Darry is closer to, and more lenient with, Sodapop, but Ponyboy has grown more distant from Darry since their parents died. Pony misinterprets Darry's strict rules and overprotective behavior as resentment but comes to learn that Darry acts out of love and fear of losing him. Darry was athletic, popular, and successful in high school, but he could not afford college. Ponyboy recognizes that “in spite of not having much money, the only reason Darry couldn't be a Soc was [...] the gang [...] Darry was too smart to be a greaser” (126). His own failed future only further incentivizes him to ensure Ponyboy achieves all that he could not. By the end of the novel, Pony realizes: “Living the way we do would only make [Darry] more determined to get somewhere. That's why he's better than the rest of us [...] And I was going to be like him” (138).
Ponyboy identifies Dally as “the real character of the gang” (9)—he is the toughest and meanest gang member, with a “hatred of the whole world” (10). He has been frequently in and out of jail since the age of 10, and “the fight for self-preservation had hardened him beyond caring” (59). Dally has a complete disregard for authority and rules, breaking laws as a matter of principle.
His toughness and ability to survive a negligent home and whatever trouble he gets into is what makes him a hero to Johnny, who views him similarly to the gallant southern gentlemen from Gone with the Wind. Johnny is the only thing Dally has ever loved (152), and his well-being is the only thing Darry has ever expressed concern about (89).

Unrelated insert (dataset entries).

use std::sync::Arc;

use serde_json::Value;
use tracing::{info, warn};

use seonoc_common::settings::{
    EmailAlertSettings, TelegramMonitoringSettings, TelegramSeoSettings, KEY_EMAIL_ALERTS,
    KEY_TELEGRAM_MONITORING, KEY_TELEGRAM_SEO,
};
use seonoc_common::types::{Channel, EventType, Severity, TopicFamily};
use seonoc_store::StoreClient;
use seonoc_templates::TemplateStore;

use crate::backend::{ChatSender, EmailSender};

/// Settings-driven fan-out. Settings rows are read fresh on every event so
/// admin changes apply immediately; failures are logged and reported as
/// `false`, never propagated: delivery is best-effort by contract.
pub struct NotificationRouter {
    store: StoreClient,
    templates: Arc<TemplateStore>,
    chat: Arc<dyn ChatSender>,
    email: Arc<dyn EmailSender>,
}

impl NotificationRouter {
    pub fn new(
        store: StoreClient,
        templates: Arc<TemplateStore>,
        chat: Arc<dyn ChatSender>,
        email: Arc<dyn EmailSender>,
    ) -> Self {
        Self {
            store,
            templates,
            chat,
            email,
        }
    }

    pub fn templates(&self) -> &Arc<TemplateStore> {
        &self.templates
    }

    /// Render and send a templated event through the SEO chat channel.
    /// Returns false when the channel is unconfigured, the template pair is
    /// disabled, or delivery failed.
    pub async fn send_event(&self, event_type: EventType, context: &Value) -> bool {
        let body = match self
            .templates
            .render_event(Channel::Telegram, event_type, context)
            .await
        {
            Ok(Some(body)) => body,
            Ok(None) => {
                info!(event = event_type.as_str(), "Template disabled, skipping send");
                return false;
            }
            Err(e) => {
                warn!(error = %e, event = event_type.as_str(), "Template render failed");
                return false;
            }
        };
        self.send_seo_text(&body, event_type.topic_family()).await
    }

    /// Send a pre-built message through the SEO chat channel.
    pub async fn send_seo_text(&self, text: &str, family: Option<TopicFamily>) -> bool {
        let settings: TelegramSeoSettings = match self.store.settings().get(KEY_TELEGRAM_SEO).await
        {
            Ok(s) => s,
            Err(e) => {
                warn!(error = %e, "Failed to read chat settings");
                return false;
            }
        };
        if !settings.is_configured() {
            warn!("SEO chat channel not configured, dropping notification");
            return false;
        }
        let thread_id = family.and_then(|f| settings.topic_id(f));
        match self
            .chat
            .send(&settings.bot_token, &settings.chat_id, text, thread_id)
            .await
        {
            Ok(()) => true,
            Err(e) => {
                warn!(error = %e, "Chat send failed");
                false
            }
        }
    }

    /// Monitoring alerts go to the dedicated monitoring channel only.
    /// No fallback to the SEO channel, by policy.
    pub async fn send_monitoring_event(&self, event_type: EventType, context: &Value) -> bool {
        let body = match self
            .templates
            .render_event(Channel::Telegram, event_type, context)
            .await
        {
            Ok(Some(body)) => body,
            Ok(None) => {
                info!(event = event_type.as_str(), "Template disabled, skipping send");
                return false;
            }
            Err(e) => {
                warn!(error = %e, event = event_type.as_str(), "Template render failed");
                return false;
            }
        };
        self.send_monitoring_text(&body).await
    }

    pub async fn send_monitoring_text(&self, text: &str) -> bool {
        let settings: TelegramMonitoringSettings =
            match self.store.settings().get(KEY_TELEGRAM_MONITORING).await {
                Ok(s) => s,
                Err(e) => {
                    warn!(error = %e, "Failed to read monitoring chat settings");
                    return false;
                }
            };
        if !settings.is_configured() {
            warn!("Monitoring chat channel not configured, dropping alert");
            return false;
        }
        match self
            .chat
            .send(&settings.bot_token, &settings.chat_id, text, None)
            .await
        {
            Ok(()) => true,
            Err(e) => {
                warn!(error = %e, "Monitoring chat send failed");
                false
            }
        }
    }

    /// Email to the global admin list, gated on the configured minimum
    /// severity. `severity` None bypasses the gate (digest mail).
    pub async fn send_admin_email(
        &self,
        subject: &str,
        html: &str,
        severity: Option<Severity>,
    ) -> bool {
        let settings: EmailAlertSettings = match self.store.settings().get(KEY_EMAIL_ALERTS).await
        {
            Ok(s) => s,
            Err(e) => {
                warn!(error = %e, "Failed to read email settings");
                return false;
            }
        };
        if !settings.enabled || settings.api_key.is_empty() {
            return false;
        }
        if let Some(severity) = severity {
            if severity < settings.min_severity {
                return false;
            }
        }
        let recipients: Vec<String> = settings
            .global_admin_emails
            .iter()
            .map(|e| e.trim().to_lowercase())
            .filter(|e| e.contains('@'))
            .collect();
        if recipients.is_empty() {
            warn!("No admin recipients configured, dropping email");
            return false;
        }
        match self
            .email
            .send(
                &settings.api_key,
                &settings.sender_email,
                &recipients,
                subject,
                html,
            )
            .await
        {
            Ok(()) => true,
            Err(e) => {
                warn!(error = %e, "Email send failed");
                false
            }
        }
    }

    pub fn store(&self) -> &StoreClient {
        &self.store
    }
}
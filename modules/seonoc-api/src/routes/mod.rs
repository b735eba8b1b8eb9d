use std::sync::Arc;

use axum::routing::{delete, get, post, put};
use axum::Router;

use crate::state::NocCore;

pub mod audit;
pub mod changes;
pub mod complaints;
pub mod conflicts;
pub mod domains;
pub mod monitoring;
pub mod networks;
pub mod nodes;
pub mod optimizations;
pub mod settings;
pub mod templates;

pub fn router(core: Arc<NocCore>) -> Router {
    Router::new()
        .route("/", get(|| async { "ok" }))
        // Networks & graph
        .route("/api/networks", post(networks::create_network))
        .route("/api/networks/{id}", get(networks::get_network).delete(networks::delete_network))
        .route("/api/networks/{id}/structure", get(networks::get_structure))
        .route("/api/networks/{id}/main-switch", post(networks::switch_main))
        .route("/api/networks/{id}/nodes", post(nodes::create_node))
        .route("/api/nodes/{id}", put(nodes::update_node).delete(nodes::delete_node))
        // Conflicts
        .route("/api/networks/{id}/conflicts/detect", post(conflicts::detect))
        .route("/api/conflicts", get(conflicts::list))
        .route("/api/conflicts/metrics", get(conflicts::metrics))
        .route("/api/conflicts/{id}/approve", post(conflicts::approve))
        // Optimizations
        .route("/api/optimizations", post(optimizations::create).get(optimizations::list))
        .route("/api/optimizations/{id}/status", put(optimizations::update_status))
        .route("/api/optimizations/{id}/responses", post(optimizations::respond))
        .route("/api/optimizations/{id}", delete(optimizations::delete))
        // Complaints
        .route(
            "/api/optimizations/{id}/complaints",
            post(complaints::create_for_optimization),
        )
        .route("/api/networks/{id}/complaints", post(complaints::create_for_network))
        .route("/api/complaints/{id}/resolve", put(complaints::resolve))
        // Monitoring
        .route("/api/monitoring/unmonitored-in-seo", get(monitoring::unmonitored_in_seo))
        .route("/api/monitoring/seo-domains-summary", get(monitoring::seo_domains_summary))
        .route(
            "/api/monitoring/send-unmonitored-reminders",
            post(monitoring::send_unmonitored_reminders),
        )
        .route("/api/monitoring/domain-down/test", post(monitoring::test_alert))
        .route("/api/monitoring/test-alerts/history", get(monitoring::test_alert_history))
        // Domains
        .route("/api/domains", post(domains::create).get(domains::list))
        .route("/api/domains/{id}", delete(domains::remove))
        .route("/api/domains/{id}/monitoring", put(domains::set_monitoring))
        // Templates & notifications
        .route("/api/templates", get(templates::list))
        .route("/api/templates/{channel}/{event}", put(templates::update))
        .route("/api/templates/{channel}/{event}/reset", post(templates::reset))
        .route("/api/templates/preview", post(templates::preview))
        .route("/api/notifications/test", post(templates::send_test))
        // Change ledger
        .route("/api/changes", get(changes::list))
        .route("/api/changes/{id}/retry-notification", post(changes::retry_notification))
        // Audit log
        .route("/api/audit", get(audit::query))
        .route("/api/audit/stats", get(audit::stats))
        // Settings
        .route("/api/settings/{key}", get(settings::get_settings).put(settings::put_settings))
        .layer(tower_http::trace::TraceLayer::new_for_http())
        .with_state(core)
}
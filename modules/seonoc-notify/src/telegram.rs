use std::time::Duration;

use async_trait::async_trait;
use serde_json::json;
use tracing::{info, warn};

use crate::backend::ChatSender;

const SEND_TIMEOUT: Duration = Duration::from_secs(30);

/// Telegram Bot API sendMessage client with forum-topic routing.
pub struct TelegramClient {
    base_url: String,
    http: reqwest::Client,
}

impl TelegramClient {
    pub fn new() -> Self {
        Self::with_base_url("https://api.telegram.org")
    }

    /// Custom API host, used by tests against a local stub.
    pub fn with_base_url(base_url: impl Into<String>) -> Self {
        Self {
            base_url: base_url.into(),
            http: reqwest::Client::new(),
        }
    }

    async fn post_send(
        &self,
        bot_token: &str,
        chat_id: &str,
        text: &str,
        thread_id: Option<i64>,
    ) -> anyhow::Result<(bool, String)> {
        let url = format!("{}/bot{}/sendMessage", self.base_url, bot_token);
        let mut payload = json!({
            "chat_id": chat_id,
            "text": text,
            "parse_mode": "HTML",
        });
        if let Some(id) = thread_id {
            payload["message_thread_id"] = json!(id);
        }
        let resp = self
            .http
            .post(&url)
            .json(&payload)
            .timeout(SEND_TIMEOUT)
            .send()
            .await?;
        let ok = resp.status().is_success();
        let body = if ok {
            String::new()
        } else {
            resp.text().await.unwrap_or_default()
        };
        Ok((ok, body))
    }
}

impl Default for TelegramClient {
    fn default() -> Self {
        Self::new()
    }
}

#[async_trait]
impl ChatSender for TelegramClient {
    async fn send(
        &self,
        bot_token: &str,
        chat_id: &str,
        text: &str,
        thread_id: Option<i64>,
    ) -> anyhow::Result<()> {
        let (ok, error_body) = self.post_send(bot_token, chat_id, text, thread_id).await?;
        if ok {
            info!(topic = ?thread_id, "Chat notification sent");
            return Ok(());
        }

        // An invalid forum topic should not lose the message: retry once
        // into the general channel.
        let lower = error_body.to_lowercase();
        let topic_problem = thread_id.is_some()
            && (lower.contains("thread")
                || lower.contains("topic")
                || lower.contains("message_thread_id"));
        if topic_problem {
            warn!(topic = ?thread_id, "Invalid topic id, retrying without topic routing");
            let (ok, error_body) = self.post_send(bot_token, chat_id, text, None).await?;
            if ok {
                info!("Chat notification sent (fallback to general after invalid topic)");
                return Ok(());
            }
            anyhow::bail!("chat API error: {error_body}");
        }

        anyhow::bail!("chat API error: {error_body}")
    }
}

Johnny's death is the one thing that finally “breaks” him, and this painful loss hurts him so deeply that it drives him to commit suicide-by-cop. Dally's character represents the tragic future of the “hoods” who cannot escape their circumstances, the future Ponyboy desperately wants to avoid. Despite his crass and irreverent behavior, Pony realizes just how much Dally risked keeping them out of trouble; even if the newspapers did not praise Dally's death as heroic, Pony knew he died gallantly.

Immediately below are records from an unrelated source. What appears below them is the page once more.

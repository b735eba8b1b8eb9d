use std::collections::{HashMap, HashSet};

use seonoc_common::paths::node_label;
use seonoc_common::types::{DomainRole, Severity, StructureEntry};

use crate::tiers::{compute_tiers, TierMap};

/// One hop of the walk from a node toward its money site.
#[derive(Debug, Clone)]
pub struct UpstreamHop {
    pub node_label: String,
    pub status_label: String,
    pub target_label: Option<String>,
    pub target_status_label: Option<String>,
    pub is_end: bool,
    /// Terminal reason: "MONEY SITE", "ORPHAN NODE" or "CIRCULAR REFERENCE".
    pub end_reason: Option<String>,
}

/// One structure entry referencing the probed domain.
#[derive(Debug, Clone)]
pub struct NodeRef {
    pub entry_id: String,
    pub network_id: String,
    pub label: String,
    pub is_main: bool,
    pub tier: Option<u32>,
    pub upstream: Vec<UpstreamHop>,
    pub reaches_money_site: bool,
    pub downstream_count: usize,
    pub direct_children: usize,
}

#[derive(Debug, Clone, Default)]
pub struct ImpactScore {
    pub reaches_money_site: bool,
    pub downstream_nodes_count: usize,
    pub networks_affected: usize,
    /// Minimum tier number among references; lower is more important.
    pub highest_tier_impacted: Option<u32>,
    pub node_role_main: bool,
}

/// SEO usage of one domain across every network, with the strict severity.
#[derive(Debug, Clone)]
pub struct SeoContext {
    pub used_in_seo: bool,
    pub references: Vec<NodeRef>,
    pub impact: ImpactScore,
    pub severity: Severity,
    pub network_ids: Vec<String>,
}

/// Walk `target_entry_id` toward the main. Ends at the money site, at an
/// orphan endpoint, or on cycle detection.
pub fn upstream_chain(
    start: &StructureEntry,
    by_id: &HashMap<&str, &StructureEntry>,
    domains: &HashMap<String, String>,
) -> Vec<UpstreamHop> {
    let mut hops = Vec::new();
    let mut visited: HashSet<&str> = HashSet::new();
    let mut current = start;

    loop {
        let domain_name = domains
            .get(&current.asset_domain_id)
            .map(String::as_str)
            .unwrap_or("unknown");
        let label = node_label(domain_name, current.optimized_path.as_deref());
        let status_label = if current.domain_role == DomainRole::Main {
            "Primary".to_string()
        } else {
            current.domain_status.label().to_string()
        };

        if !visited.insert(current.id.as_str()) {
            hops.push(UpstreamHop {
                node_label: label,
                status_label,
                target_label: None,
                target_status_label: None,
                is_end: true,
                end_reason: Some("CIRCULAR REFERENCE".to_string()),
            });
            break;
        }

        if current.domain_role == DomainRole::Main {
            hops.push(UpstreamHop {
                node_label: label,
                status_label,
                target_label: None,
                target_status_label: None,
                is_end: true,
                end_reason: Some("MONEY SITE".to_string()),
            });
            break;
        }

        let target = current
            .target_entry_id
            .as_deref()
            .and_then(|id| by_id.get(id).copied());
        match target {
            Some(next) => {
                let target_domain = domains
                    .get(&next.asset_domain_id)
                    .map(String::as_str)
                    .unwrap_or("unknown");
                hops.push(UpstreamHop {
                    node_label: label,
                    status_label,
                    target_label: Some(node_label(target_domain, next.optimized_path.as_deref())),
                    target_status_label: Some(if next.domain_role == DomainRole::Main {
                        "Primary".to_string()
                    } else {
                        next.domain_status.label().to_string()
                    }),
                    is_end: false,
                    end_reason: None,
                });
                current = next;
            }
            None => {
                hops.push(UpstreamHop {
                    node_label: label,
                    status_label,
                    target_label: None,
                    target_status_label: None,
                    is_end: true,
                    end_reason: Some("ORPHAN NODE".to_string()),
                });
                break;
            }
        }
    }
    hops
}

/// All nodes whose transitive target chain resolves to `entry_id`, plus the
/// direct-children subset. Cycle-safe.
pub fn downstream_impact(entry_id: &str, entries: &[StructureEntry]) -> (Vec<String>, Vec<String>) {
    let mut reverse: HashMap<&str, Vec<&str>> = HashMap::new();
    for entry in entries {
        if let Some(target) = entry.target_entry_id.as_deref() {
            reverse.entry(target).or_default().push(entry.id.as_str());
        }
    }

    let direct: Vec<String> = reverse
        .get(entry_id)
        .map(|v| v.iter().map(|s| s.to_string()).collect())
        .unwrap_or_default();

    let mut transitive = Vec::new();
    let mut seen: HashSet<&str> = HashSet::new();
    let mut stack: Vec<&str> = reverse.get(entry_id).cloned().unwrap_or_default();
    while let Some(id) = stack.pop() {
        if !seen.insert(id) {
            continue;
        }
        transitive.push(id.to_string());
        if let Some(children) = reverse.get(id) {
            stack.extend(children.iter().copied());
        }
    }
    (transitive, direct)
}

/// Strict severity over the aggregated impact:
/// main → CRITICAL; tier 1 reaching the money site → CRITICAL;
/// tier 1 or ≥3 downstream nodes → HIGH; tier ≥2 reaching the money site →
/// MEDIUM; orphan or unused → LOW.
pub fn strict_severity(impact: &ImpactScore) -> Severity {
    if impact.node_role_main {
        return Severity::Critical;
    }
    match impact.highest_tier_impacted {
        Some(1) if impact.reaches_money_site => Severity::Critical,
        Some(1) => Severity::High,
        _ if impact.downstream_nodes_count >= 3 => Severity::High,
        Some(t) if t >= 2 && impact.reaches_money_site => Severity::Medium,
        Some(0) => Severity::Critical,
        _ => Severity::Low,
    }
}

/// Compute the full SEO context for one domain across every network that
/// references it. `all_entries` spans networks; tiers are computed per
/// network.
pub fn enrich_domain(
    domain_id: &str,
    all_entries: &[StructureEntry],
    domains: &HashMap<String, String>,
) -> SeoContext {
    let mut by_network: HashMap<&str, Vec<&StructureEntry>> = HashMap::new();
    for entry in all_entries {
        by_network
            .entry(entry.network_id.as_str())
            .or_default()
            .push(entry);
    }

    let mut references = Vec::new();
    let mut network_ids = Vec::new();

    for (network_id, network_entries) in &by_network {
        if !network_entries.iter().any(|e| e.asset_domain_id == domain_id) {
            continue;
        }
        network_ids.push(network_id.to_string());

        let owned: Vec<StructureEntry> = network_entries.iter().map(|e| (*e).clone()).collect();
        let tiers: TierMap = compute_tiers(&owned);
        let by_id: HashMap<&str, &StructureEntry> =
            owned.iter().map(|e| (e.id.as_str(), e)).collect();

        for entry in owned.iter().filter(|e| e.asset_domain_id == domain_id) {
            let upstream = upstream_chain(entry, &by_id, domains);
            let reaches = upstream
                .last()
                .and_then(|h| h.end_reason.as_deref())
                .map(|r| r == "MONEY SITE")
                .unwrap_or(false);
            let (transitive, direct) = downstream_impact(&entry.id, &owned);
            let domain_name = domains
                .get(&entry.asset_domain_id)
                .map(String::as_str)
                .unwrap_or("unknown");
            references.push(NodeRef {
                entry_id: entry.id.clone(),
                network_id: network_id.to_string(),
                label: node_label(domain_name, entry.optimized_path.as_deref()),
                is_main: entry.domain_role == DomainRole::Main,
                tier: tiers.tier(&entry.id),
                upstream,
                reaches_money_site: reaches,
                downstream_count: transitive.len(),
                direct_children: direct.len(),
            });
        }
    }

    network_ids.sort();
    references.sort_by(|a, b| {
        a.tier
            .unwrap_or(u32::MAX)
            .cmp(&b.tier.unwrap_or(u32::MAX))
            .then_with(|| a.entry_id.cmp(&b.entry_id))
    });

    let impact = ImpactScore {
        reaches_money_site: references.iter().any(|r| r.reaches_money_site),
        downstream_nodes_count: references.iter().map(|r| r.downstream_count).sum(),
        networks_affected: network_ids.len(),
        highest_tier_impacted: references.iter().filter_map(|r| r.tier).min(),
        node_role_main: references.iter().any(|r| r.is_main),
    };
    let severity = if references.is_empty() {
        Severity::Low
    } else {
        strict_severity(&impact)
    };

    SeoContext {
        used_in_seo: !references.is_empty(),
        references,
        impact,
        severity,
        network_ids,
    }
}

impl SeoContext {
    /// "a [Canonical] → b [Primary]" for the most important reference.
    pub fn upstream_chain_text(&self) -> String {
        let Some(reference) = self.references.first() else {
            return "(not in any SEO network)".to_string();
        };
        let mut parts = Vec::new();
        for hop in &reference.upstream {
            parts.push(format!("{} [{}]", hop.node_label, hop.status_label));
            if let Some(reason) = hop.end_reason.as_deref() {
                if reason != "MONEY SITE" {
                    parts.push(format!("⚠️ {reason}"));
                }
            }
        }
        parts.join(" → ")
    }

    pub fn downstream_text(&self) -> String {
        format!("{} nodes", self.impact.downstream_nodes_count)
    }
}

/// Structure snapshot helper for a probed domain's first network.
pub fn network_snapshot_for(
    network_id: &str,
    all_entries: &[StructureEntry],
    domains: &HashMap<String, String>,
) -> String {
    let owned: Vec<StructureEntry> = all_entries
        .iter()
        .filter(|e| e.network_id == network_id)
        .cloned()
        .collect();
    let tiers = compute_tiers(&owned);
    crate::snapshot::structure_snapshot(&owned, domains, &tiers)
}

#[cfg(test)]
mod tests {
    use super::*;
    use crate::testutil::{entry, main_entry, with_path};

    fn domains() -> HashMap<String, String> {
        [
            ("d-money".to_string(), "money.com".to_string()),
            ("d-support".to_string(), "support.com".to_string()),
            ("d-extra".to_string(), "extra.com".to_string()),
            ("d-deep".to_string(), "deep.com".to_string()),
        ]
        .into()
    }

    fn wired_network() -> Vec<StructureEntry> {
        vec![
            main_entry("m", "net", "d-money"),
            with_path(entry("t1", "net", "d-support", Some("m")), "/blog"),
            entry("t2", "net", "d-extra", Some("t1")),
            entry("t3", "net", "d-deep", Some("t2")),
        ]
    }

    #[test]
    fn main_domain_is_critical() {
        let ctx = enrich_domain("d-money", &wired_network(), &domains());
        assert!(ctx.used_in_seo);
        assert!(ctx.impact.node_role_main);
        assert_eq!(ctx.severity, Severity::Critical);
        assert_eq!(ctx.impact.highest_tier_impacted, Some(0));
    }

    #[test]
    fn tier1_reaching_money_site_is_critical() {
        let ctx = enrich_domain("d-support", &wired_network(), &domains());
        assert_eq!(ctx.impact.highest_tier_impacted, Some(1));
        assert!(ctx.impact.reaches_money_site);
        assert_eq!(ctx.severity, Severity::Critical);
    }

    #[test]
    fn tier2_reaching_money_site_is_medium() {
        let ctx = enrich_domain("d-extra", &wired_network(), &domains());
        assert_eq!(ctx.impact.highest_tier_impacted, Some(2));
        assert_eq!(ctx.severity, Severity::Medium);
    }

    #[test]
    fn unused_domain_is_low() {
        let ctx = enrich_domain("d-unknown", &wired_network(), &domains());
        assert!(!ctx.used_in_seo);
        assert_eq!(ctx.severity, Severity::Low);
    }

    #[test]
    fn orphan_is_low() {
        let entries = vec![
            main_entry("m", "net", "d-money"),
            entry("loose", "net", "d-extra", None),
        ];
        let ctx = enrich_domain("d-extra", &entries, &domains());
        assert!(ctx.used_in_seo);
        assert_eq!(ctx.impact.highest_tier_impacted, None);
        assert_eq!(ctx.severity, Severity::Low);
    }

    #[test]
    fn three_downstream_nodes_elevate_to_high() {
        // extra has three nodes behind it but sits at tier 1... tier 1
        // already gives HIGH/CRITICAL; park it as an orphan head instead.
        let entries = vec![
            main_entry("m", "net", "d-money"),
            entry("head", "net", "d-extra", None),
            entry("c1", "net", "d-support", Some("head")),
            entry("c2", "net", "d-deep", Some("c1")),
            with_path(entry("c3", "net", "d-deep", Some("c2")), "/x"),
        ];
        let ctx = enrich_domain("d-extra", &entries, &domains());
        assert_eq!(ctx.impact.downstream_nodes_count, 3);
        assert!(!ctx.impact.reaches_money_site);
        assert_eq!(ctx.severity, Severity::High);
    }

    #[test]
    fn upstream_chain_ends_at_money_site() {
        let ctx = enrich_domain("d-extra", &wired_network(), &domains());
        let reference = &ctx.references[0];
        let last = reference.upstream.last().unwrap();
        assert!(last.is_end);
        assert_eq!(last.end_reason.as_deref(), Some("MONEY SITE"));
        assert_eq!(
            ctx.upstream_chain_text(),
            "extra.com [Canonical] → support.com/blog [Canonical] → money.com [Primary]"
        );
    }

    #[test]
    fn upstream_chain_marks_orphan_endpoint() {
        let entries = vec![
            main_entry("m", "net", "d-money"),
            entry("loose", "net", "d-extra", None),
        ];
        let ctx = enrich_domain("d-extra", &entries, &domains());
        let last = ctx.references[0].upstream.last().unwrap();
        assert_eq!(last.end_reason.as_deref(), Some("ORPHAN NODE"));
    }

    #[test]
    fn upstream_chain_detects_cycles() {
        let entries = vec![
            entry("a", "net", "d-support", Some("b")),
            entry("b", "net", "d-extra", Some("a")),
        ];
        let ctx = enrich_domain("d-support", &entries, &domains());
        let last = ctx.references[0].upstream.last().unwrap();
        assert_eq!(last.end_reason.as_deref(), Some("CIRCULAR REFERENCE"));
    }

    #[test]
    fn downstream_counts_transitive_and_direct() {
        let entries = wired_network();
        let (transitive, direct) = downstream_impact("t1", &entries);
        assert_eq!(transitive.len(), 2);
        assert_eq!(direct.len(), 1);
        let (transitive_m, direct_m) = downstream_impact("m", &entries);
        assert_eq!(transitive_m.len(), 3);
        assert_eq!(direct_m.len(), 1);
    }

    #[test]
    fn networks_affected_counts_distinct_networks() {
        let mut entries = wired_network();
        entries.push(main_entry("m2", "net2", "d-deep"));
        entries.push(entry("x", "net2", "d-support", Some("m2")));
        let ctx = enrich_domain("d-support", &entries, &domains());
        assert_eq!(ctx.impact.networks_affected, 2);
    }
}
pub mod alerts;
pub mod availability;
pub mod context;
pub mod digest;
pub mod expiration;
pub mod probe;
pub mod reminders;
pub mod test_alert;
pub mod worker;

pub use availability::AvailabilityWorker;
pub use digest::DigestWorker;
pub use expiration::ExpirationWorker;
pub use probe::{classify_response, HttpProber, ProbeOutcome};
pub use reminders::{coverage_summary, list_unmonitored, OptimizationReminderWorker,
    UnmonitoredReminderWorker};
pub use worker::sleep_with_cancel;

Cherry is a beautiful, red-haired Soc cheerleader at Ponyboy's school, but they only formally meet the night Dally harasses her and Marcia at the drive-in. Cherry is not “their kind,” but she quickly bonds with Pony, demonstrating that friendships and understanding can exist between social classes. From his conversations with Cherry, Ponyboy gains a valuable perspective of what Socs can be like and realizes that the West side has its problems too. Her relationship with her boyfriend Bob, the Soc who brutally beats Johnny, is precarious; she is in love with his best qualities, but his worst qualities are exacerbated by his drinking problem. Pony believes that Cherry “went for boys who were bound for trouble” (129), which explains why she finds herself secretly attracted to Dally.
Cherry's character is complicated, in that she demonstrates courage while simultaneously remaining complicit in the social divide. Even though Cherry stands up to Dally at the drive-in, later that night she placates Bob and does not defend her new greaser friends against the taunting Socs. She hates their fighting and does not see the need for their relentless hatred, but nevertheless admits that she will ignore Pony in public to avoid judgement from her parents (46). Bob's murder does not cause Cherry to hate the Socs; instead, it only reinforces her desire for the groups to stop fighting. She becomes a spy for the greasers not out of pity, but out of a sincere desire to help. Her inner conflict of loyalty reflects just how much of a hold a label or social class can have on someone, despite their genuinely good intentions.